Note 1: Actually, I regretted it when I wrote the second half of the article. HAProxy is too convenient to manage through the configuration file. After the modification, use the commandsystemctl reload haproxyReload the content, the current connection will not be interrupted, what else do you need (using Roxy-WI to perform the same operation requires a browser to access Roxy-WI, and you have to click the mouse several times~), and the statistics provided by Roxy-WI are actually directly calling the statistics of HAProxy itself, and there is no additional advantage. In contrast, it took me a lot of time to toss Roxy-WI itself. Now I think it is not worth it, but I was already on the pirate ship at that time, and I had to finish the article.
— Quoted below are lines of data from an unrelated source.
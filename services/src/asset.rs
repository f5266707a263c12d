use crate::ip_address::IpAddressService;
use crate::service::{AppError, Service, ToActiveModel};
use chrono::Utc;
use db::models::asset::{ActiveModel, AssetHardware, Column, Entity};
use db::models::{asset, asset_assignment, intel_nuc_spec, ip_address, laptop_spec};
use log::info;
use sea_orm::{ColumnTrait, DbConn, EntityTrait, QueryFilter, Set, TransactionTrait};
use std::future::Future;
use std::pin::Pin;
use util::network::{MAC_FORMAT_MESSAGE, is_valid_mac, normalize_mac};
use validator::Validate;

pub use db::models::asset::Model as Asset;

#[derive(Debug, Clone, Validate)]
pub struct CreateAsset {
    #[validate(length(min = 1, message = "Asset code cannot be empty"))]
    pub asset_code: String,

    #[validate(length(min = 1, message = "Asset name cannot be empty"))]
    pub name: String,
}

#[derive(Debug, Clone, Default, Validate)]
pub struct UpdateAsset {
    pub id: i64,

    #[validate(length(min = 1, message = "Asset code cannot be empty"))]
    pub asset_code: Option<String>,

    #[validate(length(min = 1, message = "Asset name cannot be empty"))]
    pub name: Option<String>,
}

/// Laptop or Intel NUC attributes attached to an asset.
#[derive(Debug, Clone, Default)]
pub struct HardwareSpecInput {
    pub processor: Option<String>,
    pub ram: Option<String>,
    pub mac_wlan: Option<String>,
}

impl HardwareSpecInput {
    /// Normalizes the MAC; blank means the hardware has no WLAN MAC on record.
    fn normalized_mac(&self) -> Result<Option<String>, AppError> {
        let Some(raw) = self.mac_wlan.as_deref().filter(|m| !m.trim().is_empty()) else {
            return Ok(None);
        };

        let mac = normalize_mac(raw);
        if !is_valid_mac(&mac) {
            return Err(AppError::Validation(MAC_FORMAT_MESSAGE.to_string()));
        }
        Ok(Some(mac))
    }
}

impl ToActiveModel<Entity> for CreateAsset {
    async fn into_active_model(self, _db: &DbConn) -> Result<ActiveModel, AppError> {
        self.validate()?;

        let now = Utc::now();
        Ok(ActiveModel {
            asset_code: Set(self.asset_code.trim().to_uppercase()),
            name: Set(self.name.trim().to_string()),
            created_at: Set(now),
            updated_at: Set(now),
            ..Default::default()
        })
    }
}

impl ToActiveModel<Entity> for UpdateAsset {
    async fn into_active_model(self, db: &DbConn) -> Result<ActiveModel, AppError> {
        self.validate()?;

        let asset = AssetService::get(db, self.id).await?;
        let mut active: ActiveModel = asset.into();

        if let Some(code) = self.asset_code {
            active.asset_code.set_if_not_equals(code.trim().to_uppercase());
        }

        if let Some(name) = self.name {
            active.name.set_if_not_equals(name.trim().to_string());
        }

        active.updated_at = Set(Utc::now());

        Ok(active)
    }
}

pub struct AssetService;

impl<'a> Service<'a, Entity, Column, CreateAsset, UpdateAsset> for AssetService {
    // ↓↓↓ OVERRIDE DEFAULT BEHAVIOR IF NEEDED HERE ↓↓↓

    /// Hard delete. Specs and assignments cascade; employee ip records linked
    /// to those assignments lose the link and the MAC first.
    fn delete(
        db: &'a DbConn,
        id: i64,
    ) -> Pin<Box<dyn Future<Output = Result<(), AppError>> + Send + 'a>> {
        Box::pin(async move {
            let txn = db.begin().await?;

            let assignment_ids: Vec<i64> = asset_assignment::Entity::find()
                .filter(asset_assignment::Column::AssetId.eq(id))
                .all(&txn)
                .await?
                .into_iter()
                .map(|a| a.id)
                .collect();
            let detached =
                ip_address::Model::detach_assignments(&txn, assignment_ids, None).await?;

            if Entity::delete_by_id(id).exec(&txn).await?.rows_affected == 0 {
                return Err(AppError::NotFound(format!("Asset ID {} not found", id)));
            }
            txn.commit().await?;

            info!("Asset {} deleted; cleared {} ip record(s)", id, detached);
            Ok(())
        })
    }
}

impl AssetService {
    // ↓↓↓ CUSTOM METHODS CAN BE DEFINED HERE ↓↓↓

    pub async fn get(db: &DbConn, id: i64) -> Result<Asset, AppError> {
        Self::find_by_id(db, id)
            .await?
            .ok_or_else(|| AppError::NotFound(format!("Asset ID {} not found", id)))
    }

    pub async fn get_with_hardware(db: &DbConn, id: i64) -> Result<AssetHardware, AppError> {
        asset::Model::find_with_hardware(db, id)
            .await?
            .ok_or_else(|| AppError::NotFound(format!("Asset ID {} not found", id)))
    }

    /// Creates an asset together with its specs.
    ///
    /// Every input is validated before the first insert.
    pub async fn create_with_hardware(
        db: &DbConn,
        params: CreateAsset,
        laptop: Option<HardwareSpecInput>,
        intel_nuc: Option<HardwareSpecInput>,
    ) -> Result<AssetHardware, AppError> {
        if let Some(spec) = &laptop {
            spec.normalized_mac()?;
        }
        if let Some(spec) = &intel_nuc {
            spec.normalized_mac()?;
        }

        let asset = Self::create(db, params).await?;
        if let Some(spec) = laptop {
            Self::set_laptop_spec(db, asset.id, spec).await?;
        }
        if let Some(spec) = intel_nuc {
            Self::set_intel_nuc_spec(db, asset.id, spec).await?;
        }

        Self::get_with_hardware(db, asset.id).await
    }

    pub async fn set_laptop_spec(
        db: &DbConn,
        asset_id: i64,
        spec: HardwareSpecInput,
    ) -> Result<laptop_spec::Model, AppError> {
        let mac = spec.normalized_mac()?;
        Self::get(db, asset_id).await?;

        let saved =
            laptop_spec::Model::upsert_for_asset(db, asset_id, spec.processor, spec.ram, mac)
                .await?;
        info!("Laptop spec saved for asset {}", asset_id);

        IpAddressService::refresh_derived_macs(db, asset_id).await?;
        Ok(saved)
    }

    pub async fn set_intel_nuc_spec(
        db: &DbConn,
        asset_id: i64,
        spec: HardwareSpecInput,
    ) -> Result<intel_nuc_spec::Model, AppError> {
        let mac = spec.normalized_mac()?;
        Self::get(db, asset_id).await?;

        let saved =
            intel_nuc_spec::Model::upsert_for_asset(db, asset_id, spec.processor, spec.ram, mac)
                .await?;
        info!("Intel NUC spec saved for asset {}", asset_id);

        IpAddressService::refresh_derived_macs(db, asset_id).await?;
        Ok(saved)
    }
}

#[cfg(test)]
mod tests {
    use super::*;
    use crate::asset_assignment::{AssetAssignmentService, CreateAssetAssignment};
    use crate::ip_address::{Connection, CreateIpAddress, IpRole, IpStatus};
    use db::models::user;
    use db::test_utils::setup_test_db;

    fn laptop(mac: &str) -> HardwareSpecInput {
        HardwareSpecInput {
            processor: Some("i7-1165G7".into()),
            ram: Some("16GB".into()),
            mac_wlan: Some(mac.into()),
        }
    }

    #[tokio::test]
    async fn create_with_hardware_normalizes_spec_mac() {
        let db = setup_test_db().await;

        let hw = AssetService::create_with_hardware(
            &db,
            CreateAsset {
                asset_code: "lpt-010".into(),
                name: "Latitude 5420".into(),
            },
            Some(laptop("a1-b2-c3-d4-e5-f6")),
            None,
        )
        .await
        .unwrap();

        assert_eq!(hw.asset.asset_code, "LPT-010");
        assert_eq!(
            hw.laptop.unwrap().mac_wlan.as_deref(),
            Some("A1:B2:C3:D4:E5:F6")
        );
        assert!(hw.intel_nuc.is_none());
    }

    #[tokio::test]
    async fn invalid_spec_mac_aborts_before_insert() {
        let db = setup_test_db().await;

        let err = AssetService::create_with_hardware(
            &db,
            CreateAsset {
                asset_code: "LPT-011".into(),
                name: "Latitude".into(),
            },
            Some(laptop("a1:b2:c3")),
            None,
        )
        .await
        .unwrap_err();

        assert!(matches!(err, AppError::Validation(ref m) if m == MAC_FORMAT_MESSAGE));
        assert_eq!(AssetService::count(&db, &[]).await.unwrap(), 0);
    }

    #[tokio::test]
    async fn spec_for_missing_asset_is_not_found() {
        let db = setup_test_db().await;
        let err = AssetService::set_intel_nuc_spec(&db, 5, HardwareSpecInput::default())
            .await
            .unwrap_err();
        assert!(matches!(err, AppError::NotFound(_)));
    }

    /// An asset with a laptop spec, assigned to a new user, plus one
    /// employee record linked to that assignment.
    async fn linked_asset(db: &DbConn) -> (i64, i64) {
        let owner = user::Model::create(db, "Sari", "sari@example.com", Some("Bandung"))
            .await
            .unwrap();
        let hw = AssetService::create_with_hardware(
            db,
            CreateAsset {
                asset_code: "LPT-020".into(),
                name: "ThinkPad X1".into(),
            },
            Some(laptop("a1:b2:c3:d4:e5:f6")),
            None,
        )
        .await
        .unwrap();
        let assignment = AssetAssignmentService::create(
            db,
            CreateAssetAssignment {
                asset_id: hw.asset.id,
                user_id: owner.id,
            },
        )
        .await
        .unwrap();

        let record = IpAddressService::create(
            db,
            CreateIpAddress {
                user_id: Some(owner.id),
                ip: "10.0.5.1".into(),
                connection: Some(Connection::Ethernet),
                status: Some(IpStatus::Employee),
                role: Some(IpRole::FullAccess),
                asset_assignment_id: Some(assignment.id),
                mac_wlan: None,
            },
        )
        .await
        .unwrap();
        assert_eq!(record.mac_wlan.as_deref(), Some("A1:B2:C3:D4:E5:F6"));

        (hw.asset.id, record.id)
    }

    #[tokio::test]
    async fn spec_change_refreshes_linked_record_mac() {
        let db = setup_test_db().await;
        let (asset_id, record_id) = linked_asset(&db).await;

        AssetService::set_laptop_spec(&db, asset_id, laptop("0a0b0c0d0e0f"))
            .await
            .unwrap();
        let record = IpAddressService::get(&db, record_id).await.unwrap();
        assert_eq!(record.mac_wlan.as_deref(), Some("0A:0B:0C:0D:0E:0F"));

        AssetService::set_laptop_spec(&db, asset_id, HardwareSpecInput::default())
            .await
            .unwrap();
        let record = IpAddressService::get(&db, record_id).await.unwrap();
        assert_eq!(record.mac_wlan, None);
        assert!(record.asset_assignment_id.is_some());
    }

    #[tokio::test]
    async fn delete_detaches_records_of_its_assignments() {
        let db = setup_test_db().await;
        let (asset_id, record_id) = linked_asset(&db).await;

        AssetService::delete(&db, asset_id).await.unwrap();

        let record = IpAddressService::get(&db, record_id).await.unwrap();
        assert_eq!(record.asset_assignment_id, None);
        assert_eq!(record.mac_wlan, None);
        assert_eq!(AssetAssignmentService::count(&db, &[]).await.unwrap(), 0);

        let err = AssetService::delete(&db, asset_id).await.unwrap_err();
        assert!(matches!(err, AppError::NotFound(_)));
    }
}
Of course, this is not to say that Roxy-WI is not good, but from my own original intention of studying Roxy-WI just to facilitate the management of HAProxy, it is simply "picking up sesame seeds and losing watermelons". The key to the problem is actually: does HAProxy still need graphical management? Finally, I just hope that this article can be helpful to those friends who need to use Roxy-WI to manage HAProxy, Nginx, Apache and other software. For me, I have confirmed that it is useless.
Note 2: Roxy-WI also provides an official demo site. Interested friends can experience it directly:Roxy-WI demo site, username/password: admin/admin.